Two years ago, when Connie Garcia and partner Joe Telle bought Off Broadway, they also assumed ownership of the adjoining building, which was already in considerable disrepair. For the past decade-plus, scores of bands have used the property to practice, and Garcia and Telle continued the tradition, more as a public service than anything else. As any local musician can tell you, affordable practice space is hard to come by in St. Louis -- a cruel irony, given the abundance of vacant buildings. (See Jason Toon's feature "Debt Rehearsal" in our March 13, 2002, issue.) The Lemp building was perfect for this purpose: cheap, spacious and isolated enough to keep neighbors from complaining about the noise. Unfortunately, it wasn't meant to be.

On the afternoon of Friday, May 16, Grand Ulena guitarist Chris Trull got a frantic call from Garcia, who informed him that he and his bandmates (bassist Darin Gray and drummer Danny McClain) needed to move their equipment immediately. A team consisting of several police officers and city building inspectors had kicked in all the doors, ransacked the stored gear in the hopes of finding squatters (read: "eco-terrorists") and then left without securing the building. When Trull arrived to collect his stuff, he was shocked to find the practice room trashed and McClain's drum heads slashed. "I don't know why," Trull says. "The drum heads were clear, so it's not like you couldn't see into them. It was definitely done spitefully. We had a pile of T-shirts that were left nicely folded, and they were thrown all over the room -- and, mysteriously, some bottles of bleach just showed up. We were, like, 'What is this? Are they trying to plant evidence that we're making meth or something? Do they want it to look like we're cleaning needles with it, or what?'" Trull estimates that replacing the drum heads will cost about $100. "For people in our financial situation, that's a lot," he adds. But mostly he's bummed about losing Grand Ulena's beloved practice space of two years, a source of creative inspiration as well as physical shelter.

Also bummed are the members of Bibowats. According to guitarist/singer Zac Friederich, the room they rented wasn't disturbed because its door was one of the few in the building that held up to the jackbooted investigators. But Friederich and his bandmates are still outraged -- not only because they've lost their practice space but also because they feel Garcia was treated unfairly. Friederich says Garcia told him she told the team of police officers and building inspectors that she'd let them inside the building. She ran next door to get her keys, but by the time she'd returned, they'd already kicked down the front door, as well as many of the interior doors. "Something Connie told me," Friederich recalls, "is that the police were, like, 'You didn't see this.' And when she asked them how the doors got broken down, they just looked down and didn't say anything."

Garcia, who has contacted an attorney, fears retaliation from the city and does not wish to comment.

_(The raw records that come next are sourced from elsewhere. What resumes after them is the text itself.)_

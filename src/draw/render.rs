//! Cairo-based rendering functions for shapes.

use super::color::Color;
use super::font::FontDescriptor;
use super::shape::{Paint, Shape};
use crate::util::Rect;

/// Renders a single shape to a Cairo context.
///
/// Dispatches to the appropriate internal rendering function based on shape type.
/// Degenerate geometry (zero-sized boxes, single points) is drawn as whatever
/// Cairo produces for it: a dot for strokes, nothing for empty boxes.
pub fn render_shape(ctx: &cairo::Context, shape: &Shape) {
    match shape {
        Shape::Line {
            x1,
            y1,
            x2,
            y2,
            paint,
        } => render_line(ctx, *x1, *y1, *x2, *y2, paint),
        Shape::Ellipse { x, y, w, h, paint } => render_ellipse(ctx, *x, *y, *w, *h, paint),
        Shape::Circle {
            x,
            y,
            diameter,
            paint,
        } => render_ellipse(ctx, *x, *y, *diameter, *diameter, paint),
        Shape::Rect { x, y, w, h, paint } => render_rect(ctx, *x, *y, *w, *h, paint),
        Shape::Square { x, y, side, paint } => render_rect(ctx, *x, *y, *side, *side, paint),
        Shape::Triangle { vertices, paint } => {
            let points: Vec<(f64, f64)> = vertices
                .iter()
                .map(|&(x, y)| (x as f64, y as f64))
                .collect();
            render_closed_path(ctx, &points, paint);
        }
        Shape::Polygon { .. } => {
            if let (Some(points), Some(paint)) = (shape.polygon_vertices(), shape.paint()) {
                render_closed_path(ctx, &points, paint);
            }
        }
        Shape::Freehand { points, paint } => {
            render_polyline(ctx, points, paint.color, paint.width, cairo::Operator::Over)
        }
        Shape::Text {
            x,
            y,
            text,
            font,
            color,
        } => render_text(ctx, *x, *y, text, font, *color),
        Shape::Eraser {
            points,
            color,
            width,
        } => render_polyline(ctx, points, *color, *width, cairo::Operator::Source),
    }
}

/// Fills (when the paint has a fill color) and then strokes the current path.
fn fill_and_stroke(ctx: &cairo::Context, paint: &Paint) {
    if let Some(fill) = paint.fill {
        fill.apply(ctx);
        let _ = ctx.fill_preserve();
    }
    paint.color.apply(ctx);
    ctx.set_line_width(paint.width);
    let _ = ctx.stroke();
}

/// Render a polyline with round caps and joins.
///
/// A single point renders as a round dot of the stroke width.
fn render_polyline(
    ctx: &cairo::Context,
    points: &[(i32, i32)],
    color: Color,
    width: f64,
    operator: cairo::Operator,
) {
    let Some(&(x0, y0)) = points.first() else {
        return;
    };

    ctx.save().ok();
    ctx.set_operator(operator);
    color.apply(ctx);
    ctx.set_line_width(width);
    ctx.set_line_cap(cairo::LineCap::Round);
    ctx.set_line_join(cairo::LineJoin::Round);

    ctx.move_to(x0 as f64, y0 as f64);
    if points.len() == 1 {
        ctx.line_to(x0 as f64, y0 as f64);
    }
    for &(x, y) in &points[1..] {
        ctx.line_to(x as f64, y as f64);
    }

    let _ = ctx.stroke();
    ctx.restore().ok();
}

/// Render a straight line
fn render_line(ctx: &cairo::Context, x1: i32, y1: i32, x2: i32, y2: i32, paint: &Paint) {
    paint.color.apply(ctx);
    ctx.set_line_width(paint.width);
    ctx.set_line_cap(cairo::LineCap::Round);

    ctx.move_to(x1 as f64, y1 as f64);
    ctx.line_to(x2 as f64, y2 as f64);
    let _ = ctx.stroke();
}

/// Render a rectangle, normalizing negative extents
fn render_rect(ctx: &cairo::Context, x: i32, y: i32, w: i32, h: i32, paint: &Paint) {
    ctx.set_line_join(cairo::LineJoin::Miter);

    let (x, y, w, h) = (x as f64, y as f64, w as f64, h as f64);
    let (norm_x, norm_w) = if w >= 0.0 { (x, w) } else { (x + w, -w) };
    let (norm_y, norm_h) = if h >= 0.0 { (y, h) } else { (y + h, -h) };

    ctx.rectangle(norm_x, norm_y, norm_w, norm_h);
    fill_and_stroke(ctx, paint);
}

/// Render an ellipse inscribed in a box using Cairo's arc with scaling
fn render_ellipse(ctx: &cairo::Context, x: i32, y: i32, w: i32, h: i32, paint: &Paint) {
    if w == 0 || h == 0 {
        return;
    }

    let rx = w.abs() as f64 / 2.0;
    let ry = h.abs() as f64 / 2.0;
    let cx = (x as f64).min(x as f64 + w as f64) + rx;
    let cy = (y as f64).min(y as f64 + h as f64) + ry;

    ctx.save().ok();
    ctx.translate(cx, cy);
    ctx.scale(rx, ry);
    ctx.arc(0.0, 0.0, 1.0, 0.0, 2.0 * std::f64::consts::PI);
    ctx.restore().ok();

    fill_and_stroke(ctx, paint);
}

/// Render a closed outline through the given vertices
fn render_closed_path(ctx: &cairo::Context, points: &[(f64, f64)], paint: &Paint) {
    let Some(&(x0, y0)) = points.first() else {
        return;
    };

    ctx.set_line_join(cairo::LineJoin::Miter);
    ctx.move_to(x0, y0);
    for &(x, y) in &points[1..] {
        ctx.line_to(x, y);
    }
    ctx.close_path();
    fill_and_stroke(ctx, paint);
}

/// Renders text at a baseline position using Pango.
///
/// The position (x, y) is the baseline start of the first line; newlines
/// produce additional lines spaced by the font metrics.
pub fn render_text(
    ctx: &cairo::Context,
    x: i32,
    y: i32,
    text: &str,
    font: &FontDescriptor,
    color: Color,
) {
    if text.is_empty() {
        return;
    }

    ctx.save().ok();
    ctx.set_antialias(cairo::Antialias::Gray);

    let layout = pangocairo::functions::create_layout(ctx);
    let font_desc = pango::FontDescription::from_string(&font.to_pango_string());
    layout.set_font_description(Some(&font_desc));
    layout.set_text(text);

    // Pango positions from the top-left corner, we anchor on the baseline
    let baseline = layout.baseline() as f64 / pango::SCALE as f64;
    ctx.move_to(x as f64, y as f64 - baseline);

    color.apply(ctx);
    pangocairo::functions::show_layout(ctx, &layout);

    ctx.restore().ok();
}

/// Draws the dashed outline of a selection rectangle.
///
/// Used on display overlays only; never on the raster.
pub fn render_selection_outline(ctx: &cairo::Context, rect: Rect) {
    ctx.save().ok();
    ctx.set_line_width(1.0);
    ctx.set_dash(&[4.0, 4.0], 0.0);

    ctx.rectangle(
        rect.x as f64 + 0.5,
        rect.y as f64 + 0.5,
        (rect.width - 1).max(0) as f64,
        (rect.height - 1).max(0) as f64,
    );
    ctx.set_source_rgba(0.0, 0.0, 0.0, 1.0);
    let _ = ctx.stroke_preserve();

    ctx.set_dash(&[4.0, 4.0], 4.0);
    ctx.set_source_rgba(1.0, 1.0, 1.0, 1.0);
    let _ = ctx.stroke();

    ctx.restore().ok();
}
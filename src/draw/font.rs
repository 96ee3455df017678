//! Font descriptor for text rendering.

/// Font configuration for the Text tool.
///
/// Carries the family and point size chosen when the tool is activated; the
/// same descriptor is used for the live preview and the committed text.
#[derive(Debug, Clone, PartialEq)]
pub struct FontDescriptor {
    /// Font family name (e.g., "Sans", "Monospace", "Comic Sans MS")
    pub family: String,

    /// Font size in points
    pub size: f64,
}

impl FontDescriptor {
    /// Creates a new font descriptor.
    pub fn new(family: impl Into<String>, size: f64) -> Self {
        Self {
            family: family.into(),
            size,
        }
    }

    /// Converts this font descriptor to a Pango font description string.
    ///
    /// Format: "Family Size", e.g. "Sans 12" or "Sans 10.5".
    pub fn to_pango_string(&self) -> String {
        format!("{} {}", self.family, self.size)
    }
}

impl Default for FontDescriptor {
    fn default() -> Self {
        Self::new("Sans", 12.0)
    }
}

Friederich isn't sure why the raid went down the way it did. "Maybe they thought it was a crackhouse because people are always coming in and out of it," he speculates. "Or they're probably afraid of another Seattle."

It hardly seems coincidental that police and building inspectors organized similar raids on two other buildings in the neighborhood -- the Bolozone arts collective at 3309 Illinois Avenue and the Community Arts and Media Project building at 3022 Cherokee Street -- that same day. With the controversial World Agricultural Forum scheduled for that weekend, police seemed to be taking a pre-emptive strike against potential trouble, presumably in the interest of homeland security. (Radar Station certainly feels safer, knowing that Big Brother's protecting us from grad students, unlicensed bicyclists, pacifist puppeteers and punk-rockers.)

According to Police Chief Joe Mokwa, no police report was filed in the Lemp practice-space raid because no arrests were made. The investigation was, he claims, routine. "If you get information about a condemned building that people are occupying, it goes on the problem-property list," he explains. "The house was not occupied by residents, although the first floor did have some musical instruments stored there." When asked why the inspection team kicked down the doors and damaged the bands' property, he replies, "That's not what I was told, and I wasn't there."